Monday, September 12, 2011

September 12th

I spent the better part of yesterday between trying to avoid the reality of the day and tears.  Although I did not lose anyone I knew, it has always been a very emotional day for me.  I remember that day like it just happened and relive it every year in my mind.
On that fateful morning I was 6 months pregnant and successfully sleeping in until my phone rang.  I rolled over and ignored it, then it rang again...ugh!  Who would be calling my at this ungodly hour?  Don't people realize I am gestating here and trying to get as much sleep as I can before this baby arrives?  I lumber out of bed and answer the phone is my VERY best annoyed voice..."ahhh HELLO", it's my mother and she asks me how I can possibly be sleeping with everything that is going on...well mother I'm hatching your grandchild and I'm entitled to a little extra sleep!  I look outside our 2nd story apartment window in Fairlawn, NJ and it is a glorious day...you are right, how can I let this day get away from me!  I ask her what's going on and why she is up so early and calling me, "turn on the TV, we are under attack"..."huh?  Attack, what do you mean?"..."Jody, your father is in the city and I can't get a hold of him, you are the only line I can get out to".  I turned on the TV in the mean time, just in time to see the second plane hit and my mother gasp, probably for the second time that day.  I told her I would call her back, I needed to get myself together.  At the time Ryan and my brother in law were working in Westchester, NY.  I needed to call and be sure they were okay and then my sister and the girls.  Before that happened my phone rang again, it was my father he was in Lodi, NJ...he stopped at the shop and got held up and never made it into the city that day, but he couldn't get a line through to my mother, so I was going to be the go between.  I called my mother and told her my father was okay and still in NJ...one tragedy divered.  I spent the balance of that morning on the phone making sure everyone was where they were supposed to be and safe...they were!  In the mean time my mother insisted I pack up the dog and come and stay with her, she didn't want me alone and that close to the city.  It was days before things got "back to normal" for us, but for others, nothing would ever be the same.

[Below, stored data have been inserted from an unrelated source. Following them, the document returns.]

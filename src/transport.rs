//! The user-facing transport surface: options, dialers, and listeners.
//!
//! Both endpoint kinds are bound from a `zt://` URL and yield [`Pipe`]s:
//! a dialer by [`Dialer::connect`], a listener by [`Listener::accept`].
//! Endpoints naming the same home directory share one node (and one
//! overlay instance) underneath.

use crate::addr::{Address, NetworkId, NodeId};
use crate::error::Error;
use crate::node::{self, now_ms, ConnectTick, NodeShared};
use crate::overlay::OverlayFactory;
use crate::pipe::{PingCfg, Pipe};
use crate::url::ZtUrl;
use crate::MemoryNet;
use std::net::SocketAddr;
use std::sync::{Arc, Mutex};
use std::time::Duration;
use tokio::sync::oneshot;

/// Configuration for dialers and listeners.
///
/// `home` selects (and shares) the node: a non-empty home persists the
/// overlay's identity there, while an empty home makes a private node
/// with in-memory state. `recv_max` of zero means no receive ceiling.
#[derive(Clone)]
pub struct Options {
    pub home: String,
    /// Per-pipe ceiling on reassembled message size; 0 disables it.
    pub recv_max: u32,
    /// Delay between connection-request attempts.
    pub conn_interval: Duration,
    /// Connection-request attempts before a connect times out.
    pub conn_attempts: u32,
    /// Idle time before a keepalive ping; zero disables keepalives.
    pub ping_interval: Duration,
    /// Unanswered pings tolerated before the pipe is closed.
    pub ping_misses: u32,
    /// The overlay implementation nodes are built on.
    pub overlay: Arc<dyn OverlayFactory>,
}

impl Default for Options {
    fn default() -> Self {
        Self {
            home: String::new(),
            recv_max: 0,
            conn_interval: Duration::from_secs(5),
            conn_attempts: 12,
            ping_interval: Duration::from_secs(60),
            ping_misses: 3,
            overlay: Arc::new(MemoryNet::new()),
        }
    }
}

impl std::fmt::Debug for Options {
    fn fmt(&self, f: &mut std::fmt::Formatter<'_>) -> std::fmt::Result {
        f.debug_struct("Options")
            .field("home", &self.home)
            .field("recv_max", &self.recv_max)
            .field("conn_interval", &self.conn_interval)
            .field("conn_attempts", &self.conn_attempts)
            .field("ping_interval", &self.ping_interval)
            .field("ping_misses", &self.ping_misses)
            .finish_non_exhaustive()
    }
}

impl Options {
    fn ping_cfg(&self) -> PingCfg {
        if self.ping_misses == 0 {
            return PingCfg {
                interval_ms: 0,
                max_misses: 0,
            };
        }
        PingCfg {
            interval_ms: self.ping_interval.as_millis() as u64,
            max_misses: self.ping_misses,
        }
    }
}

/// An outbound endpoint working toward one remote address.
///
/// A dialer survives failed connects and closed pipes; each successful
/// [`Dialer::connect`] hands its bound port to the pipe it produced and
/// a later connect binds a fresh one.
pub struct Dialer {
    node: Arc<NodeShared>,
    url: ZtUrl,
    sp_proto: u16,
    sp_peer: u16,
    options: Options,
    laddr: Mutex<Option<Address>>,
}

impl Dialer {
    /// Parses a dial URL and prepares the node it will dial from.
    pub async fn bind(
        url: &str,
        sp_proto: u16,
        sp_peer: u16,
        options: Options,
    ) -> Result<Self, Error> {
        let url = ZtUrl::parse_dial(url)?;
        let node = node::acquire(&options.home, &options.overlay).await?;
        Ok(Self {
            node,
            url,
            sp_proto,
            sp_peer,
            options,
            laddr: Mutex::new(None),
        })
    }

    /// Establishes a connection, retrying the request every
    /// `conn_interval` until the peer answers or `conn_attempts` requests
    /// have gone unanswered. Dropping the future cancels the attempt.
    pub async fn connect(&self) -> Result<Pipe, Error> {
        let target = self
            .url
            .node
            .ok_or_else(|| Error::AddrInvalid("cannot dial the wildcard node".into()))?;
        let raddr = Address::new(target, self.url.port);
        let interval = self.options.conn_interval.max(Duration::from_millis(1));
        let attempts = self.options.conn_attempts.max(1);

        let (laddr, id, rx) = {
            let now = now_ms();
            let mut core = self.node.core.lock().expect("node lock");
            let mut slot = self.laddr.lock().expect("dialer state");
            let laddr = match *slot {
                Some(existing) if core.endpoints.contains_key(&existing) => existing,
                _ => {
                    let fresh = core.bind_dialer(
                        self.url.nwid,
                        raddr,
                        self.sp_proto,
                        self.sp_peer,
                        self.options.recv_max,
                        self.options.ping_cfg(),
                    )?;
                    *slot = Some(fresh);
                    fresh
                }
            };
            drop(slot);
            core.drain(now);
            let id = core.next_op_id();
            let (tx, rx) = oneshot::channel();
            core.begin_connect(now, laddr, id, tx)?;
            core.drain(now);
            (laddr, id, rx)
        };
        self.node.poke_background();

        let mut guard = ConnectGuard {
            node: Arc::clone(&self.node),
            laddr,
            id,
            rx,
            armed: true,
        };
        loop {
            match tokio::time::timeout(interval, &mut guard.rx).await {
                Ok(Ok(result)) => {
                    guard.armed = false;
                    let pipe_laddr = result?;
                    return Pipe::attach(Arc::clone(&self.node), pipe_laddr);
                }
                Ok(Err(_)) => {
                    guard.armed = false;
                    return Err(Error::Closed);
                }
                Err(_elapsed) => {
                    let now = now_ms();
                    let mut core = self.node.core.lock().expect("node lock");
                    match core.connect_tick(now, laddr, id, attempts) {
                        ConnectTick::Pending => core.drain(now),
                        ConnectTick::TimedOut => {
                            guard.armed = false;
                            return Err(Error::TimedOut);
                        }
                    }
                }
            }
        }
    }

    /// Closes the dialer's bound endpoint, failing a waiting connect.
    pub fn close(&self) {
        let laddr = self.laddr.lock().expect("dialer state").take();
        if let Some(laddr) = laddr {
            let now = now_ms();
            let mut core = self.node.core.lock().expect("node lock");
            core.close_endpoint(laddr);
            core.drain(now);
        }
    }

    /// This endpoint's node identity (the `zt:node` option).
    pub fn node_id(&self) -> NodeId {
        self.node.core.lock().expect("node lock").node_id
    }

    /// The network this dialer operates on (the `zt:nwid` option).
    pub fn network_id(&self) -> NetworkId {
        self.url.nwid
    }

    /// The currently bound local address, if any.
    pub fn local_addr(&self) -> Option<Address> {
        *self.laddr.lock().expect("dialer state")
    }

    /// The node's physical UDP addresses, for seeding peers.
    pub fn wire_addr_v4(&self) -> Option<SocketAddr> {
        self.node.udp4_addr
    }

    pub fn wire_addr_v6(&self) -> Option<SocketAddr> {
        self.node.udp6_addr
    }
}

impl Drop for Dialer {
    fn drop(&mut self) {
        self.close();
    }
}

/// Reaps a canceled connect: the waiter leaves the endpoint, and a pipe
/// that completed just as the caller went away is closed, not leaked.
struct ConnectGuard {
    node: Arc<NodeShared>,
    laddr: Address,
    id: u64,
    rx: oneshot::Receiver<Result<Address, Error>>,
    armed: bool,
}

impl Drop for ConnectGuard {
    fn drop(&mut self) {
        if !self.armed {
            return;
        }
        let now = now_ms();
        let mut core = self.node.core.lock().expect("node lock");
        core.cancel_connect(self.laddr, self.id);
        if let Ok(Ok(pipe_laddr)) = self.rx.try_recv() {
            core.close_pipe(now, pipe_laddr, Error::Canceled, true);
        }
        core.drain(now);
    }
}

/// An inbound endpoint producing one pipe per accepted connection.
///
/// The listener keeps serving on its bound port; every accepted pipe is
/// given its own ephemeral port.
pub struct Listener {
    node: Arc<NodeShared>,
    laddr: Address,
    nwid: NetworkId,
}

impl std::fmt::Debug for Listener {
    fn fmt(&self, f: &mut std::fmt::Formatter<'_>) -> std::fmt::Result {
        f.debug_struct("Listener")
            .field("laddr", &self.laddr)
            .field("nwid", &self.nwid)
            .finish()
    }
}

impl Listener {
    /// Binds a listening endpoint. A URL naming a node id must name the
    /// local node; port 0 picks an ephemeral port.
    pub async fn bind(
        url: &str,
        sp_proto: u16,
        sp_peer: u16,
        options: Options,
    ) -> Result<Self, Error> {
        let url = ZtUrl::parse_listen(url)?;
        let node = node::acquire(&options.home, &options.overlay).await?;
        let laddr = {
            let now = now_ms();
            let mut core = node.core.lock().expect("node lock");
            if let Some(bound) = url.node {
                if bound != core.node_id {
                    return Err(Error::AddrInvalid(
                        "cannot listen on a foreign node id".into(),
                    ));
                }
            }
            let laddr = core.bind_listener(
                url.nwid,
                url.port,
                sp_proto,
                sp_peer,
                options.recv_max,
                options.ping_cfg(),
            )?;
            core.drain(now);
            laddr
        };
        node.poke_background();
        Ok(Self {
            node,
            laddr,
            nwid: url.nwid,
        })
    }

    /// Waits for and returns the next inbound connection. Dropping the
    /// future withdraws from the accept queue.
    pub async fn accept(&self) -> Result<Pipe, Error> {
        let (id, rx) = {
            let now = now_ms();
            let mut core = self.node.core.lock().expect("node lock");
            let id = core.next_op_id();
            let (tx, rx) = oneshot::channel();
            core.begin_accept(now, self.laddr, id, tx)?;
            core.drain(now);
            (id, rx)
        };
        let mut guard = AcceptGuard {
            node: Arc::clone(&self.node),
            laddr: self.laddr,
            id,
            rx,
            armed: true,
        };
        let received = (&mut guard.rx).await;
        guard.armed = false;
        match received {
            Ok(result) => {
                let pipe_laddr = result?;
                Pipe::attach(Arc::clone(&self.node), pipe_laddr)
            }
            Err(_) => Err(Error::Closed),
        }
    }

    /// Closes the listener: waiting accepts fail with [`Error::Closed`]
    /// and the port is released. Established pipes are unaffected.
    pub fn close(&self) {
        let now = now_ms();
        let mut core = self.node.core.lock().expect("node lock");
        core.close_endpoint(self.laddr);
        core.drain(now);
    }

    /// The bound local address, ephemeral port included.
    pub fn local_addr(&self) -> Address {
        self.laddr
    }

    /// This endpoint's node identity (the `zt:node` option).
    pub fn node_id(&self) -> NodeId {
        self.laddr.node()
    }

    /// The network this listener serves (the `zt:nwid` option).
    pub fn network_id(&self) -> NetworkId {
        self.nwid
    }

    /// The node's physical UDP addresses, for seeding peers.
    pub fn wire_addr_v4(&self) -> Option<SocketAddr> {
        self.node.udp4_addr
    }

    pub fn wire_addr_v6(&self) -> Option<SocketAddr> {
        self.node.udp6_addr
    }
}

impl Drop for Listener {
    fn drop(&mut self) {
        self.close();
    }
}

/// Withdraws a canceled accept and reaps a pipe that raced completion.
struct AcceptGuard {
    node: Arc<NodeShared>,
    laddr: Address,
    id: u64,
    rx: oneshot::Receiver<Result<Address, Error>>,
    armed: bool,
}

impl Drop for AcceptGuard {
    fn drop(&mut self) {
        if !self.armed {
            return;
        }
        let now = now_ms();
        let mut core = self.node.core.lock().expect("node lock");
        core.cancel_accept(self.laddr, self.id);
        if let Ok(Ok(pipe_laddr)) = self.rx.try_recv() {
            core.close_pipe(now, pipe_laddr, Error::Canceled, true);
        }
        core.drain(now);
    }
}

As the days and weeks passed I found myself watching endless hours of coverage, people jumping out of buildings, walking away covered in debris, firefighters in full gear combing the falling buildings, a debis field in PA where a plane went down, families waiting to hear...it was endless and I couldn't stop watching.  My heart broke and I cried...I wanted to help but couldn't. 
Although a lot has changed since that day, if I close my eyes I can feel the warm sun on my face and the fear in my heart as I watched our lives and skyline change forever.